The title of this entry is from Marcel Proust, alternately translated as "In Remembrance of Things Past" or, "In Search of Times Lost". Well, the latter is more my sense of things--I am, as I pack up and shift gears, in ever my so small a way, in search of times lost--lost because of choices that did not seem to be choices, but now I realize despite every bit of resistance that tugs at me, were indeed choice. My "can'ts" as often my therapist tried to get me to see were "won't's". They still felt like "can'ts". But now it all doesn't matter that much to me--my mind and soul, if you will, has gone in a different direction, which may be hormonal or Divine Mercy, or both.
I'm guessing that everybody, whether he or she will admit it or not, realizes that in those things which did not "work out" in relationship--was a matter of being one's own worst enemy. I certainly twisted myself into knots most of my life.
The thing about "Marty" is that he wakes up faster than many of us do. It's his game to win or lose. Well, that's the other reality--it isn't a game.
I have had a very full life in my eccentric way. So, if it seems I am, I'm not complaining. And that is a first! I spent much of my life doing just that--complaining. To myself. To my journal, which was my alternate self. To my father, when he was alive. Probably to a few people that I would deny I complained to if they said, "Oh, yeah, you complained to me."
And, what hasn't been enough, well, I'm responsible for that, but don't press me on it 'cause I could easily look for some external force to blame, and have, and will again.
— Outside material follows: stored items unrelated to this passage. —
use serde::Serialize;
use std::sync::Arc;

use crate::ast::{ResolvedQuery, ResolvedValue};
use crate::schema::{PropertyDefinition, PropertyKind};

/// Values compared against each property, in the order they appear.
///
/// Properties are kept in first-seen order. Values are not deduplicated.
#[derive(Debug, Clone, Default, PartialEq, Serialize)]
pub struct DetectedValues {
    entries: Vec<(Arc<PropertyDefinition>, Vec<ResolvedValue>)>,
}

impl DetectedValues {
    /// Values for a property, looked up case-insensitively.
    pub fn get(&self, property: &str) -> Option<&[ResolvedValue]> {
        self.entries
            .iter()
            .find(|(p, _)| p.is_named(property))
            .map(|(_, values)| values.as_slice())
    }

    pub fn iter(&self) -> impl Iterator<Item = (&PropertyDefinition, &[ResolvedValue])> {
        self.entries.iter().map(|(p, v)| (p.as_ref(), v.as_slice()))
    }

    pub fn len(&self) -> usize {
        self.entries.len()
    }

    pub fn is_empty(&self) -> bool {
        self.entries.is_empty()
    }

    fn push(&mut self, property: &Arc<PropertyDefinition>, value: ResolvedValue) {
        match self.entries.iter_mut().find(|(p, _)| p == property) {
            Some((_, values)) => values.push(value),
            None => self.entries.push((property.clone(), vec![value])),
        }
    }
}

/// Collect every concrete value compared against each property.
///
/// Walks through AND, OR and NOT alike. Card relationship properties are
/// skipped since their values are other cards, and NULL is not a value.
pub fn detect(query: &ResolvedQuery) -> DetectedValues {
    let mut detected = DetectedValues::default();
    if let Some(filter) = &query.filter {
        filter.for_each_value(&mut |property, _op, value| {
            if matches!(property.definition.kind, PropertyKind::CardRelationship { .. }) {
                return;
            }
            if value.is_null() {
                return;
            }
            detected.push(&property.definition, value.clone());
        });
    }
    tracing::debug!(properties = detected.len(), "detected property values");
    detected
}

#[cfg(test)]
mod tests {
    use super::*;
    use crate::parser::parse;
    use crate::resolver::resolve;
    use crate::schema::{CardRecord, SchemaSnapshot};

    fn schema() -> SchemaSnapshot {
        SchemaSnapshot::new()
            .with_property(
                PropertyDefinition::new(
                    "Release",
                    "cp_release",
                    PropertyKind::Enumerated { numeric: true },
                )
                .with_values(["1", "2"]),
            )
            .with_property(PropertyDefinition::new(
                "Parent",
                "cp_parent_card_id",
                PropertyKind::CardRelationship { tree: None },
            ))
            .with_card(CardRecord::new(5, 1, "Epic"))
    }

    fn numbers(detected: &DetectedValues, property: &str) -> Vec<String> {
        detected
            .get(property)
            .unwrap_or_default()
            .iter()
            .map(|v| v.to_string())
            .collect()
    }

    fn run(text: &str) -> DetectedValues {
        detect(&resolve(parse(text).unwrap(), &schema()).unwrap())
    }

    #[test]
    fn test_or_and_and_both_collect_in_order() {
        assert_eq!(numbers(&run("release = 1 OR release = 2"), "release"), vec!["1", "2"]);
        assert_eq!(numbers(&run("release = 1 AND release = 2"), "release"), vec!["1", "2"]);
    }

    #[test]
    fn test_duplicates_are_kept() {
        assert_eq!(
            numbers(&run("release = 1 OR release IN (2, 1)"), "release"),
            vec!["1", "2", "1"]
        );
    }

    #[test]
    fn test_negation_still_surfaces_value() {
        assert_eq!(numbers(&run("release != 1"), "release"), vec!["1"]);
        assert_eq!(numbers(&run("NOT release = 2"), "release"), vec!["2"]);
    }

    #[test]
    fn test_card_relationships_are_skipped() {
        let detected = run("parent = NUMBER 1 AND parent = 1");
        assert!(detected.is_empty());
        assert_eq!(detected.get("parent"), None);
    }

    #[test]
    fn test_null_is_not_a_value() {
        assert!(run("release IS NULL").is_empty());
    }
}
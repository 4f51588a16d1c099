use crate::transpiler::traits::SqlGenerator;

/// MySQL Generator.
pub struct MysqlGenerator;

impl SqlGenerator for MysqlGenerator {
    fn name(&self) -> &'static str {
        "MySQL"
    }

    fn quote_identifier(&self, name: &str) -> String {
        format!("`{}`", name.replace('`', "``"))
    }

    fn placeholder(&self, _index: usize) -> String {
        "?".to_string()
    }

    fn limit_offset(&self, limit: Option<u64>, offset: Option<u64>) -> String {
        // MySQL has no OFFSET without LIMIT; the documented idiom is the max row count.
        let mut sql = String::new();
        match (limit, offset) {
            (Some(n), _) => sql.push_str(&format!(" LIMIT {}", n)),
            (None, Some(_)) => sql.push_str(" LIMIT 18446744073709551615"),
            (None, None) => {}
        }
        if let Some(n) = offset {
            sql.push_str(&format!(" OFFSET {}", n));
        }
        sql
    }
}
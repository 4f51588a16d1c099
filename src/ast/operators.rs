use serde::{Deserialize, Serialize};
use std::fmt;

/// Comparison operators.
#[derive(Debug, Clone, Copy, PartialEq, Eq, Hash, Serialize, Deserialize)]
pub enum Operator {
    /// Equal (=)
    Eq,
    /// Not equal (!=, <>)
    Ne,
    /// Less than (<)
    Lt,
    /// Greater than (>)
    Gt,
    /// Less than or equal (<=)
    Lte,
    /// Greater than or equal (>=)
    Gte,
}

impl Operator {
    /// Parse an operator token.
    pub fn from_symbol(symbol: &str) -> Option<Self> {
        match symbol {
            "=" => Some(Operator::Eq),
            "!=" | "<>" => Some(Operator::Ne),
            "<" => Some(Operator::Lt),
            ">" => Some(Operator::Gt),
            "<=" => Some(Operator::Lte),
            ">=" => Some(Operator::Gte),
            _ => None,
        }
    }

    /// Returns the MQL (and SQL) symbol for this operator.
    pub fn symbol(&self) -> &'static str {
        match self {
            Operator::Eq => "=",
            Operator::Ne => "!=",
            Operator::Lt => "<",
            Operator::Gt => ">",
            Operator::Lte => "<=",
            Operator::Gte => ">=",
        }
    }

    /// `=` and `!=`: the only operators valid against NULL and card references.
    pub fn is_equality(&self) -> bool {
        matches!(self, Operator::Eq | Operator::Ne)
    }
}

impl fmt::Display for Operator {
    fn fmt(&self, f: &mut fmt::Formatter<'_>) -> fmt::Result {
        f.write_str(self.symbol())
    }
}

/// Logical operator joining the children of a composite condition.
#[derive(Debug, Clone, Copy, PartialEq, Eq, Serialize, Deserialize, Default)]
pub enum LogicalOp {
    #[default]
    And,
    Or,
}

impl fmt::Display for LogicalOp {
    fn fmt(&self, f: &mut fmt::Formatter<'_>) -> fmt::Result {
        match self {
            LogicalOp::And => write!(f, "AND"),
            LogicalOp::Or => write!(f, "OR"),
        }
    }
}

/// Sort order direction.
#[derive(Debug, Clone, Copy, PartialEq, Eq, Serialize, Deserialize, Default)]
pub enum SortOrder {
    #[default]
    Asc,
    Desc,
}

impl fmt::Display for SortOrder {
    fn fmt(&self, f: &mut fmt::Formatter<'_>) -> fmt::Result {
        match self {
            SortOrder::Asc => write!(f, "ASC"),
            SortOrder::Desc => write!(f, "DESC"),
        }
    }
}

/// Aggregate functions allowed in a select list.
#[derive(Debug, Clone, Copy, PartialEq, Eq, Serialize, Deserialize)]
pub enum AggregateFunc {
    Count,
    Sum,
    Avg,
    Min,
    Max,
}

impl AggregateFunc {
    pub fn from_name(name: &str) -> Option<Self> {
        match name.to_ascii_uppercase().as_str() {
            "COUNT" => Some(AggregateFunc::Count),
            "SUM" => Some(AggregateFunc::Sum),
            "AVG" => Some(AggregateFunc::Avg),
            "MIN" => Some(AggregateFunc::Min),
            "MAX" => Some(AggregateFunc::Max),
            _ => None,
        }
    }

    /// Everything except COUNT needs a numeric argument.
    pub fn needs_numeric(&self) -> bool {
        !matches!(self, AggregateFunc::Count)
    }
}

impl fmt::Display for AggregateFunc {
    fn fmt(&self, f: &mut fmt::Formatter<'_>) -> fmt::Result {
        match self {
            AggregateFunc::Count => write!(f, "COUNT"),
            AggregateFunc::Sum => write!(f, "SUM"),
            AggregateFunc::Avg => write!(f, "AVG"),
            AggregateFunc::Min => write!(f, "MIN"),
            AggregateFunc::Max => write!(f, "MAX"),
        }
    }
}
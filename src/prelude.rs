//! Convenient re-exports for glob imports.
//!
//! This module provides a single import for all common types, making it
//! easy to get started with the crate:
//!
//! ```rust
//! use uri_template::prelude::*;
//!
//! let template = UriTemplate::parse("/users/{id}").unwrap();
//! let uri = template.expand(&Values::new().set("id", "alice")).unwrap();
//! assert_eq!(uri, "/users/alice");
//! ```

pub use crate::{
    // Core types
    MatchHints, MatchResult, Modifier, Operator, TemplatePart, UriTemplate, Value, Values, VarSpec,
    // Errors
    ExpandError, MatchError, ParseError, ParseErrorKind, VarSpecError,
    // Constants
    MAX_PREFIX_LENGTH,
};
The time that's lost, it's gone. End of story. Won a few, lost a few, failed to play the game more times than I'd like to count. Thought I wasn't invited to the game, truth be told, my mistake. But, if I live a statistical life, I have time to use without reserve the time left to me. I don't mean in activity per se--I'm talking the things that are ineffable, the mind, the soul.
So, what's the bottom line--grab with gusto the time forward, which will quickly be lost in the haze of memory. What will that look like? I have no idea. But if I have learned anything from Marty, it's better late than never. And, if I haven't said this before, though I think I have, I am happier than I have ever been, and I am grateful indeed. I have good friends and a blessed life. What I don't have well, it's part of my journey, and you know what, it's not too late to use each day well. There's an entire universe in a day!